*Input records*:

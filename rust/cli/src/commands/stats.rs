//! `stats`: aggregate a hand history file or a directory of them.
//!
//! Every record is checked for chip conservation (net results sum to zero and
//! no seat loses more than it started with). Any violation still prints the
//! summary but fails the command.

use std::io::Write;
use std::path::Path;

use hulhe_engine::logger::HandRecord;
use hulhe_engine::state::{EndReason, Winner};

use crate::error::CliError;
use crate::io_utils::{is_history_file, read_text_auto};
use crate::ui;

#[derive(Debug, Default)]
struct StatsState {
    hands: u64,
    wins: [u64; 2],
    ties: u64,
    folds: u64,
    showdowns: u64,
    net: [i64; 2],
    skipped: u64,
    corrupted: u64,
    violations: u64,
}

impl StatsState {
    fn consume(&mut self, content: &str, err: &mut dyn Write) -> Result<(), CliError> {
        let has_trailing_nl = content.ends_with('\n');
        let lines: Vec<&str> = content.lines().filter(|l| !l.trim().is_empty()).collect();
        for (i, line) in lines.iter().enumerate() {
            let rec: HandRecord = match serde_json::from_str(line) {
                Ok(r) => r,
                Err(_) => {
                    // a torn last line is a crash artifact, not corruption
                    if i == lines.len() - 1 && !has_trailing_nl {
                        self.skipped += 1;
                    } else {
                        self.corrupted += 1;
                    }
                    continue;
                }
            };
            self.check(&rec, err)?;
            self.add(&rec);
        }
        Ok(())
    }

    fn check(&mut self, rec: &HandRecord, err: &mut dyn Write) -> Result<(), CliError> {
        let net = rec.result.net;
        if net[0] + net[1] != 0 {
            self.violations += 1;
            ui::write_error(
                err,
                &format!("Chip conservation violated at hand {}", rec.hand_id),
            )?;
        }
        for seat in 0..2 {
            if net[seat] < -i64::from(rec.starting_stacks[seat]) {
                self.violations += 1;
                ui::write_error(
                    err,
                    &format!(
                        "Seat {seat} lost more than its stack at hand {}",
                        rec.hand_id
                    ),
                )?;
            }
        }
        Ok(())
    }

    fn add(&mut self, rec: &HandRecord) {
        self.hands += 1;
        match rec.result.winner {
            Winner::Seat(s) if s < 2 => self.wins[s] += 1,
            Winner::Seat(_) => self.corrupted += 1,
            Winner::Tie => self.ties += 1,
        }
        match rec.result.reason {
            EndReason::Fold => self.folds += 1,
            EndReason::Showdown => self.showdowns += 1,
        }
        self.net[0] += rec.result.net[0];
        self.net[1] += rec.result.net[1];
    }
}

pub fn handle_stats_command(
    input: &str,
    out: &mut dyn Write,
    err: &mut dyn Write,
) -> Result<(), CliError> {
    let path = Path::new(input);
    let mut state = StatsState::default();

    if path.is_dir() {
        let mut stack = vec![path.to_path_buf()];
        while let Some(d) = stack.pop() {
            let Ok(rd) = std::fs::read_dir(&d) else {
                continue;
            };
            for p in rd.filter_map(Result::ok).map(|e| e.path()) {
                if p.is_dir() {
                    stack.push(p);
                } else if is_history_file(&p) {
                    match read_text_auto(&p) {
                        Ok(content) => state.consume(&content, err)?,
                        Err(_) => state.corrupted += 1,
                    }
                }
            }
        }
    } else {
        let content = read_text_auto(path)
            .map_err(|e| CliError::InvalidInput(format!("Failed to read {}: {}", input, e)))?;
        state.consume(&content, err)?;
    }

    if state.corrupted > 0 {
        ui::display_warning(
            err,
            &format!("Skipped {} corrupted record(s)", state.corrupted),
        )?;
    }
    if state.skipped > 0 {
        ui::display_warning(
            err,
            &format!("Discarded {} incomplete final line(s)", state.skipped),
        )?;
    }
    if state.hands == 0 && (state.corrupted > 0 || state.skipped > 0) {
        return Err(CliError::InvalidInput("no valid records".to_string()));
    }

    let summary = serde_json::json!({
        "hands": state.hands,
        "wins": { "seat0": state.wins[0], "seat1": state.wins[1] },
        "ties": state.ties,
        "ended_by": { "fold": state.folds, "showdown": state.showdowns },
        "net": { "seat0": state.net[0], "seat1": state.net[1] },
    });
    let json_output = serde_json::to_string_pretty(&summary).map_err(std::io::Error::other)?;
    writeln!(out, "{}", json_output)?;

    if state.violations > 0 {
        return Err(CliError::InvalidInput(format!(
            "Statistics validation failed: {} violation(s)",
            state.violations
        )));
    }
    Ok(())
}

*What to work on*: Beginning with the line containing "if net[seat] <" and ending with the line containing "let mut stack", extract those lines exactly from the listing above, and only those.

*Problem solution*:
            if net[seat] < -i64::from(rec.starting_stacks[seat]) {
                self.violations += 1;
                ui::write_error(
                    err,
                    &format!(
                        "Seat {seat} lost more than its stack at hand {}",
                        rec.hand_id
                    ),
                )?;
            }
        }
        Ok(())
    }

    fn add(&mut self, rec: &HandRecord) {
        self.hands += 1;
        match rec.result.winner {
            Winner::Seat(s) if s < 2 => self.wins[s] += 1,
            Winner::Seat(_) => self.corrupted += 1,
            Winner::Tie => self.ties += 1,
        }
        match rec.result.reason {
            EndReason::Fold => self.folds += 1,
            EndReason::Showdown => self.showdowns += 1,
        }
        self.net[0] += rec.result.net[0];
        self.net[1] += rec.result.net[1];
    }
}

pub fn handle_stats_command(
    input: &str,
    out: &mut dyn Write,
    err: &mut dyn Write,
) -> Result<(), CliError> {
    let path = Path::new(input);
    let mut state = StatsState::default();

    if path.is_dir() {
        let mut stack = vec![path.to_path_buf()];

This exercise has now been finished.